The current study introduces a novel hybrid system of polycaprolactone-nano beta-tricalcium phosphate microspheres (PCL-β-TCP Ms) combined with a hydrogel, which acts as a bone scaffold to accelerate osteogenic capabilities. This innovative system comprises a gelatin (Gel), oxidized dextran (Odex), and tannic acid (TA) hydrogel that integrates PCL-β-TCP microspheres. The Schiff base reaction between Gel and Odex, and the hydrogen bonding interaction of tannic acid and polymers, developed the hydrogel substrate. The process of fabricating the β-TCP-encapsulated PCL microspheres involved using the emulsion solvent evaporation technique, a method that allows for the encapsulation of bioactive substances within the microspheres. The findings revealed that incorporating microsphere-encapsulated β-TCP into the hydrogels notably enhanced their rheological properties, contributing to improved flow behavior and structural integrity.
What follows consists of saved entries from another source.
use thiserror::Error;

/// RFC value parsing and validation errors
#[derive(Error, Debug, Clone, PartialEq, Eq)]
pub enum RfcError {
    #[error("Invalid {kind} value: {value:?}")]
    InvalidValue { kind: &'static str, value: String },

    #[error("Malformed recurrence rule {rule:?}: {reason}")]
    MalformedRule { rule: String, reason: String },
}

impl RfcError {
    pub(crate) fn invalid(kind: &'static str, value: &str) -> Self {
        Self::InvalidValue {
            kind,
            value: value.to_string(),
        }
    }

    pub(crate) fn malformed(rule: &str, reason: impl Into<String>) -> Self {
        Self::MalformedRule {
            rule: rule.to_string(),
            reason: reason.into(),
        }
    }
}

pub type RfcResult<T> = std::result::Result<T, RfcError>;
//! iCalendar value models (RFC 5545).
//!
//! These are plain values: they carry no timezone database and perform no
//! conversion. Conversion to instants happens in the service layer.

mod datetime;
mod duration;
mod recurrence_id;
mod rrule;
mod value;

pub use datetime::EventTime;
pub use duration::EventDuration;
pub use recurrence_id::RecurrenceId;
pub use rrule::{Frequency, RecurrenceRule, RuleEnd, Weekday, WeekdayNum};
pub use value::{PeriodEnd, RDate};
Additionally, the scanning electron microscopy (SEM) images illustrate that the addition of tannic acid leads to the development of a prominent fibrous structure within the hydrogels. This structural enhancement indicates that the presence of tannic acid plays a crucial role in modifying the hydrogel's composition at a microscopic level. The study investigated the interactions between biological cells and hybrid hydrogels in an in vitro setting. The viability and cytotoxicity testing demonstrated no adverse effects of the hybrid system (Gel/Odex/TA/PCL-β-TCP) and significantly improved preosteoblast cell (MC3T3-E1) viability. Moreover, the addition of these microspheres indicated a favorable environment for cell growth and development. Furthermore, Gel/Odex/TA/6%PCL-β-TCP Ms and Gel/Odex/TA/4%PCL-β-TCP Ms hydrogels exhibited a significant increase in calcium deposition and alkaline phosphatase (ALP) activity, respectively. These results reinforce that this multifunctional composite hydrogel may serve as a promising scaffold for bone tissue regeneration.